• EXERCISE AIM: Each record below must be returned exactly as shown.

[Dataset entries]
== Segment start ==
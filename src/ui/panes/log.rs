//! Narration pane: scrolling log of step descriptions

use crate::ui::theme::DEFAULT_THEME;
use ratatui::{
    layout::Rect,
    style::Style,
    text::Line,
    widgets::{Block, Borders, Paragraph},
    Frame,
};

/// Render the step narration log.
///
/// A `scroll` of `usize::MAX` means "stick to the bottom"; any other value
/// is clamped to the scrollable range.
pub fn render_log_pane(frame: &mut Frame, area: Rect, log: &[String], scroll: &mut usize) {
    let block = Block::default()
        .borders(Borders::ALL)
        .title(" Steps ")
        .border_style(Style::default().fg(DEFAULT_THEME.border_normal));

    let visible = area.height.saturating_sub(2) as usize;
    let max_scroll = log.len().saturating_sub(visible);
    if *scroll > max_scroll {
        *scroll = max_scroll;
    }

    let lines: Vec<Line> = log
        .iter()
        .skip(*scroll)
        .take(visible)
        .map(|entry| Line::styled(entry.clone(), Style::default().fg(DEFAULT_THEME.fg)))
        .collect();

    frame.render_widget(Paragraph::new(lines).block(block), area);
}
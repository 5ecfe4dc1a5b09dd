// Integration tests for the step producers: parse input, produce a trace,
// check the recorded steps against the algorithm's real behavior.

use algotty::input::{parse_array, parse_board, parse_graph, parse_weights, InputError};
use algotty::producer::{backtracking, graph, huffman, searching, sorting, ProduceError};
use algotty::step::{ProbeOutcome, Snapshot, StepKind};

#[test]
fn test_bubble_sort_trace_from_parsed_input() {
    let values = parse_array("5,3,8,1").expect("Parsing failed");
    let trace = sorting::bubble_sort(&values).expect("Producer failed");

    // First step compares indices 0 and 1 holding 5 and 3
    let first = &trace.steps[0];
    assert_eq!(first.kind, StepKind::Compare);
    match &first.snapshot {
        Snapshot::Array { values, focus, .. } => {
            assert_eq!(values[0], 5);
            assert_eq!(values[1], 3);
            assert_eq!(focus, &vec![0, 1]);
        }
        other => panic!("Expected array snapshot, got {:?}", other),
    }

    // 5 > 3: a swap step follows
    assert_eq!(trace.steps[1].kind, StepKind::Swap);

    // The final snapshot is the sorted array
    let last = trace.steps.last().unwrap();
    assert_eq!(last.kind, StepKind::Final);
    assert_eq!(last.progress, 1.0);
    match &last.snapshot {
        Snapshot::Array { values, .. } => assert_eq!(values, &vec![1, 3, 5, 8]),
        other => panic!("Expected array snapshot, got {:?}", other),
    }
}

#[test]
fn test_binary_search_direct_hit_is_one_step() {
    let values = parse_array("10,20,30,40,50,60,70,80,90").expect("Parsing failed");
    let trace = searching::binary_search(&values, 50).expect("Producer failed");

    assert_eq!(trace.steps.len(), 1);
    match &trace.steps[0].snapshot {
        Snapshot::SearchBracket { mid, outcome, .. } => {
            assert_eq!(*mid, 4);
            assert_eq!(*outcome, ProbeOutcome::Equal);
        }
        other => panic!("Expected bracket snapshot, got {:?}", other),
    }
}

#[test]
fn test_four_queens_deterministic_solution() {
    let trace = backtracking::n_queens(4).expect("Producer failed");
    assert!(!trace.is_empty());

    let last = trace.steps.last().unwrap();
    assert_eq!(last.kind, StepKind::Final);
    match &last.snapshot {
        Snapshot::Board { queens, size, .. } => {
            assert_eq!(*size, 4);
            assert_eq!(queens.len(), 4);
            for r1 in 0..4 {
                for r2 in r1 + 1..4 {
                    assert_ne!(queens[r1], queens[r2], "queens share a column");
                    assert_ne!(
                        r2 - r1,
                        queens[r1].abs_diff(queens[r2]),
                        "queens share a diagonal"
                    );
                }
            }
        }
        other => panic!("Expected board snapshot, got {:?}", other),
    }

    // No randomness source: a second run yields the identical sequence
    assert_eq!(trace, backtracking::n_queens(4).expect("Producer failed"));
}

#[test]
fn test_step_indices_are_unique_and_increasing() {
    let values = parse_array("9,1,8,2,7,3").expect("Parsing failed");
    for trace in [
        sorting::quicksort(&values).unwrap(),
        sorting::merge_sort(&values).unwrap(),
        backtracking::n_queens(5).unwrap(),
    ] {
        for (i, step) in trace.steps.iter().enumerate() {
            assert_eq!(step.index, i);
        }
    }
}

#[test]
fn test_dijkstra_from_parsed_graph() {
    let text = "5\n0 1 4\n0 2 1\n2 1 2\n1 3 1\n3 4 3\n";
    let parsed = parse_graph(text).expect("Parsing failed");
    let trace = graph::dijkstra(&parsed, 0).expect("Producer failed");

    match &trace.steps.last().unwrap().snapshot {
        Snapshot::Graph { dist, .. } => {
            assert_eq!(dist, &vec![Some(0), Some(3), Some(1), Some(4), Some(7)]);
        }
        other => panic!("Expected graph snapshot, got {:?}", other),
    }
}

#[test]
fn test_mst_producers_agree_on_weight() {
    let text = "6\n0 1 7\n0 2 9\n0 5 14\n1 2 10\n1 3 15\n2 3 11\n2 5 2\n3 4 6\n4 5 9\n";
    let parsed = parse_graph(text).expect("Parsing failed");

    let weight_of = |trace: &algotty::step::Trace| match &trace.steps.last().unwrap().snapshot {
        Snapshot::Graph { tree_edges, .. } => {
            tree_edges.iter().map(|e| e.weight).sum::<u64>()
        }
        other => panic!("Expected graph snapshot, got {:?}", other),
    };

    let prim = graph::prim(&parsed, 0).expect("Producer failed");
    let kruskal = graph::kruskal(&parsed).expect("Producer failed");
    assert_eq!(weight_of(&prim), weight_of(&kruskal));
}

#[test]
fn test_sudoku_round_trip_from_board_file_format() {
    let text = "53..7....6..195....98....6.8...6...34..8.3..17...2...6.6....28....419..5....8..79";
    let board = parse_board(text).expect("Parsing failed");
    let trace = backtracking::sudoku(&board).expect("Producer failed");

    let last = trace.steps.last().unwrap();
    assert_eq!(last.kind, StepKind::Final);
    match &last.snapshot {
        Snapshot::Grid { cells, .. } => {
            // Givens survive into the solution
            assert_eq!(cells[0], 5);
            assert!(cells.iter().all(|&c| c != 0));
        }
        other => panic!("Expected grid snapshot, got {:?}", other),
    }
}

#[test]
fn test_huffman_from_parsed_weights() {
    let weights = parse_weights("a:5,b:9,c:12,d:13,e:16,f:45").expect("Parsing failed");
    let trace = huffman::huffman(&weights).expect("Producer failed");

    // n symbols -> n-1 merges
    let merges = trace
        .steps
        .iter()
        .filter(|s| s.kind == StepKind::Merge)
        .count();
    assert_eq!(merges, 5);
    assert_eq!(trace.steps.last().unwrap().kind, StepKind::Final);
}

#[test]
fn test_invalid_input_yields_no_trace() {
    assert!(matches!(
        parse_array("5,abc,8"),
        Err(InputError::BadEntry { position: 2, .. })
    ));

    assert!(matches!(
        sorting::bubble_sort(&[]),
        Err(ProduceError::Input(InputError::Empty))
    ));

    // Unsatisfiable givens are an input error, not a trace
    let contradictory =
        "55..7....6..195....98....6.8...6...34..8.3..17...2...6.6....28....419..5....8..79";
    assert!(matches!(
        parse_board(contradictory),
        Err(InputError::Contradiction { .. })
    ));
}

#[test]
fn test_no_solution_is_a_valid_trace() {
    let trace = backtracking::n_queens(3).expect("Producer failed");
    let last = trace.steps.last().unwrap();
    assert_eq!(last.kind, StepKind::NoSolution);
    assert_eq!(last.progress, 1.0);
}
== Segment end ==
• RESULT:
filename src/ui/panes/log.rs
//! Narration pane: scrolling log of step descriptions

use crate::ui::theme::DEFAULT_THEME;
use ratatui::{
    layout::Rect,
    style::Style,
    text::Line,
    widgets::{Block, Borders, Paragraph},
    Frame,
};

/// Render the step narration log.
///
/// A `scroll` of `usize::MAX` means "stick to the bottom"; any other value
/// is clamped to the scrollable range.
pub fn render_log_pane(frame: &mut Frame, area: Rect, log: &[String], scroll: &mut usize) {
    let block = Block::default()
        .borders(Borders::ALL)
        .title(" Steps ")
        .border_style(Style::default().fg(DEFAULT_THEME.border_normal));

    let visible = area.height.saturating_sub(2) as usize;
    let max_scroll = log.len().saturating_sub(visible);
    if *scroll > max_scroll {
        *scroll = max_scroll;
    }

    let lines: Vec<Line> = log
        .iter()
        .skip(*scroll)
        .take(visible)
        .map(|entry| Line::styled(entry.clone(), Style::default().fg(DEFAULT_THEME.fg)))
        .collect();

    frame.render_widget(Paragraph::new(lines).block(block), area);
}
repository 5ecfe4dc1a5b09dd
// Integration tests for the step producers: parse input, produce a trace,
// check the recorded steps against the algorithm's real behavior.

use algotty::input::{parse_array, parse_board, parse_graph, parse_weights, InputError};
use algotty::producer::{backtracking, graph, huffman, searching, sorting, ProduceError};
use algotty::step::{ProbeOutcome, Snapshot, StepKind};

#[test]
fn test_bubble_sort_trace_from_parsed_input() {
    let values = parse_array("5,3,8,1").expect("Parsing failed");
    let trace = sorting::bubble_sort(&values).expect("Producer failed");

    // First step compares indices 0 and 1 holding 5 and 3
    let first = &trace.steps[0];
    assert_eq!(first.kind, StepKind::Compare);
    match &first.snapshot {
        Snapshot::Array { values, focus, .. } => {
            assert_eq!(values[0], 5);
            assert_eq!(values[1], 3);
            assert_eq!(focus, &vec![0, 1]);
        }
        other => panic!("Expected array snapshot, got {:?}", other),
    }

    // 5 > 3: a swap step follows
    assert_eq!(trace.steps[1].kind, StepKind::Swap);

    // The final snapshot is the sorted array
    let last = trace.steps.last().unwrap();
    assert_eq!(last.kind, StepKind::Final);
    assert_eq!(last.progress, 1.0);
    match &last.snapshot {
        Snapshot::Array { values, .. } => assert_eq!(values, &vec![1, 3, 5, 8]),
        other => panic!("Expected array snapshot, got {:?}", other),
    }
}

#[test]
fn test_binary_search_direct_hit_is_one_step() {
    let values = parse_array("10,20,30,40,50,60,70,80,90").expect("Parsing failed");
    let trace = searching::binary_search(&values, 50).expect("Producer failed");

    assert_eq!(trace.steps.len(), 1);
    match &trace.steps[0].snapshot {
        Snapshot::SearchBracket { mid, outcome, .. } => {
            assert_eq!(*mid, 4);
            assert_eq!(*outcome, ProbeOutcome::Equal);
        }
        other => panic!("Expected bracket snapshot, got {:?}", other),
    }
}

#[test]
fn test_four_queens_deterministic_solution() {
    let trace = backtracking::n_queens(4).expect("Producer failed");
    assert!(!trace.is_empty());

    let last = trace.steps.last().unwrap();
    assert_eq!(last.kind, StepKind::Final);
    match &last.snapshot {
        Snapshot::Board { queens, size, .. } => {
            assert_eq!(*size, 4);
            assert_eq!(queens.len(), 4);
            for r1 in 0..4 {
                for r2 in r1 + 1..4 {
                    assert_ne!(queens[r1], queens[r2], "queens share a column");
                    assert_ne!(
                        r2 - r1,
                        queens[r1].abs_diff(queens[r2]),
                        "queens share a diagonal"
                    );
                }
            }
        }
        other => panic!("Expected board snapshot, got {:?}", other),
    }

    // No randomness source: a second run yields the identical sequence
    assert_eq!(trace, backtracking::n_queens(4).expect("Producer failed"));
}

#[test]
fn test_step_indices_are_unique_and_increasing() {
    let values = parse_array("9,1,8,2,7,3").expect("Parsing failed");
    for trace in [
        sorting::quicksort(&values).unwrap(),
        sorting::merge_sort(&values).unwrap(),
        backtracking::n_queens(5).unwrap(),
    ] {
        for (i, step) in trace.steps.iter().enumerate() {
            assert_eq!(step.index, i);
        }
    }
}

#[test]
fn test_dijkstra_from_parsed_graph() {
    let text = "5\n0 1 4\n0 2 1\n2 1 2\n1 3 1\n3 4 3\n";
    let parsed = parse_graph(text).expect("Parsing failed");
    let trace = graph::dijkstra(&parsed, 0).expect("Producer failed");

    match &trace.steps.last().unwrap().snapshot {
        Snapshot::Graph { dist, .. } => {
            assert_eq!(dist, &vec![Some(0), Some(3), Some(1), Some(4), Some(7)]);
        }
        other => panic!("Expected graph snapshot, got {:?}", other),
    }
}

#[test]
fn test_mst_producers_agree_on_weight() {
    let text = "6\n0 1 7\n0 2 9\n0 5 14\n1 2 10\n1 3 15\n2 3 11\n2 5 2\n3 4 6\n4 5 9\n";
    let parsed = parse_graph(text).expect("Parsing failed");

    let weight_of = |trace: &algotty::step::Trace| match &trace.steps.last().unwrap().snapshot {
        Snapshot::Graph { tree_edges, .. } => {
            tree_edges.iter().map(|e| e.weight).sum::<u64>()
        }
        other => panic!("Expected graph snapshot, got {:?}", other),
    };

    let prim = graph::prim(&parsed, 0).expect("Producer failed");
    let kruskal = graph::kruskal(&parsed).expect("Producer failed");
    assert_eq!(weight_of(&prim), weight_of(&kruskal));
}

#[test]
fn test_sudoku_round_trip_from_board_file_format() {
    let text = "53..7....6..195....98....6.8...6...34..8.3..17...2...6.6....28....419..5....8..79";
    let board = parse_board(text).expect("Parsing failed");
    let trace = backtracking::sudoku(&board).expect("Producer failed");

    let last = trace.steps.last().unwrap();
    assert_eq!(last.kind, StepKind::Final);
    match &last.snapshot {
        Snapshot::Grid { cells, .. } => {
            // Givens survive into the solution
            assert_eq!(cells[0], 5);
            assert!(cells.iter().all(|&c| c != 0));
        }
        other => panic!("Expected grid snapshot, got {:?}", other),
    }
}

#[test]
fn test_huffman_from_parsed_weights() {
    let weights = parse_weights("a:5,b:9,c:12,d:13,e:16,f:45").expect("Parsing failed");
    let trace = huffman::huffman(&weights).expect("Producer failed");

    // n symbols -> n-1 merges
    let merges = trace
        .steps
        .iter()
        .filter(|s| s.kind == StepKind::Merge)
        .count();
    assert_eq!(merges, 5);
    assert_eq!(trace.steps.last().unwrap().kind, StepKind::Final);
}

#[test]
fn test_invalid_input_yields_no_trace() {
    assert!(matches!(
        parse_array("5,abc,8"),
        Err(InputError::BadEntry { position: 2, .. })
    ));

    assert!(matches!(
        sorting::bubble_sort(&[]),
        Err(ProduceError::Input(InputError::Empty))
    ));

    // Unsatisfiable givens are an input error, not a trace
    let contradictory =
        "55..7....6..195....98....6.8...6...34..8.3..17...2...6.6....28....419..5....8..79";
    assert!(matches!(
        parse_board(contradictory),
        Err(InputError::Contradiction { .. })
    ));
}

#[test]
fn test_no_solution_is_a_valid_trace() {
    let trace = backtracking::n_queens(3).expect("Producer failed");
    let last = trace.steps.last().unwrap();
    assert_eq!(last.kind, StepKind::NoSolution);
    assert_eq!(last.progress, 1.0);
}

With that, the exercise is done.